Your answer should be only the lines below from the one with "assert_eq!(slide.rows_per_strip(1).unwrap(), 16);" to the one with "let result = SlideFile::open(&path);", repeated exactly, ends included.

(Dataset records)
━━━━
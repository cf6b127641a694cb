//! Rewriter behavior on multi-IFD synthetic SVS files.

use wsi_pseudonym::format::{detect_vendor, SlideFile, Vendor};
use wsi_pseudonym::TiffError;

use super::test_utils::{write_bigtiff, write_svs};

#[test]
fn test_parses_both_pages_and_finds_label() {
    let dir = tempfile::tempdir().unwrap();
    let path = write_svs(dir.path(), "slide.svs", "SRC-0001", 1);

    let mut slide = SlideFile::open(&path).unwrap();
    assert_eq!(slide.ifd_count(), 2);

    // Vendor detection sees the Aperio marker in the first page
    assert_eq!(detect_vendor(&mut slide).unwrap(), Vendor::Aperio);

    // The label page is found by its description
    assert_eq!(slide.find_label_ifd().unwrap(), Some(1));
    assert_eq!(slide.image_width(1).unwrap(), 64);
    assert_eq!(slide.image_length(1).unwrap(), 48);
    assert_eq!(slide.rows_per_strip(1).unwrap(), 16);
    assert_eq!(slide.strip_byte_counts(1).unwrap().len(), 3);
}

#[test]
fn test_bigtiff_rejected_at_open() {
    let dir = tempfile::tempdir().unwrap();
    let path = write_bigtiff(dir.path(), "big.svs");

    let result = SlideFile::open(&path);
    assert!(matches!(result, Err(TiffError::BigTiff)));
}

#[test]
fn test_label_swap_preserves_other_pages() {
    let dir = tempfile::tempdir().unwrap();
    let path = write_svs(dir.path(), "slide.svs", "SRC-0001", 1);
    let pristine = std::fs::read(&path).unwrap();

    let mut slide = SlideFile::open_rw(&path).unwrap();
    let main_strips_before = slide.read_strip_data(0).unwrap();
    let main_desc_before = slide.description(0).unwrap().unwrap();

    let replacement = vec![vec![0x11u8; 100], vec![0x22u8; 90], vec![0x33u8; 80]];
    slide.replace_strips(1, &replacement, 8).unwrap();

    // Label page updated
    assert_eq!(slide.compression(1).unwrap(), 8);
    assert_eq!(slide.strip_byte_counts(1).unwrap(), vec![100, 90, 80]);

    // Pyramid page untouched
    assert_eq!(slide.read_strip_data(0).unwrap(), main_strips_before);
    assert_eq!(slide.description(0).unwrap().unwrap(), main_desc_before);

    // The file only grew; bytes before the old label region are identical
    drop(slide);
    let rewritten = std::fs::read(&path).unwrap();
    assert!(rewritten.len() > pristine.len());
}

#[test]
fn test_full_rewrite_and_restore_is_byte_exact() {
    let dir = tempfile::tempdir().unwrap();
    let path = write_svs(dir.path(), "slide.svs", "SRC-0001", 5);
    let pristine = std::fs::read(&path).unwrap();

    let mut slide = SlideFile::open_rw(&path).unwrap();

    // Capture label originals
    let counts = slide.strip_byte_counts(1).unwrap();
    let offsets = slide.strip_offsets(1).unwrap();
    let compression = slide.compression(1).unwrap();
    let data = slide.read_strip_data(1).unwrap();

    // Capture description originals of the pyramid page
    let (entry, location) = slide.description_entry(0).unwrap().unwrap();
    let description = slide.description(0).unwrap().unwrap();

    // Swap both, as the controller does
    slide
        .replace_strips(1, &[vec![9u8; 50], vec![8u8; 40], vec![7u8; 30]], 8)
        .unwrap();
    slide
        .replace_description(0, "Aperio Image Library v12.0.15\r\n16x16|Filename = X")
        .unwrap();

    // Restore in the controller's order: description first, then strips
    slide
        .restore_description(0, entry.count, location as u32, &description)
        .unwrap();
    slide
        .restore_strips(1, &counts, &offsets, compression, &data)
        .unwrap();
    drop(slide);

    let restored = std::fs::read(&path).unwrap();
    assert_eq!(&restored[..pristine.len()], &pristine[..]);
    // Appended tail is fully zero-wiped
    assert!(restored[pristine.len()..].iter().all(|&b| b == 0));
}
━━━━
-- Response to the exercise --
    assert_eq!(slide.rows_per_strip(1).unwrap(), 16);
    assert_eq!(slide.strip_byte_counts(1).unwrap().len(), 3);
}

#[test]
fn test_bigtiff_rejected_at_open() {
    let dir = tempfile::tempdir().unwrap();
    let path = write_bigtiff(dir.path(), "big.svs");

    let result = SlideFile::open(&path);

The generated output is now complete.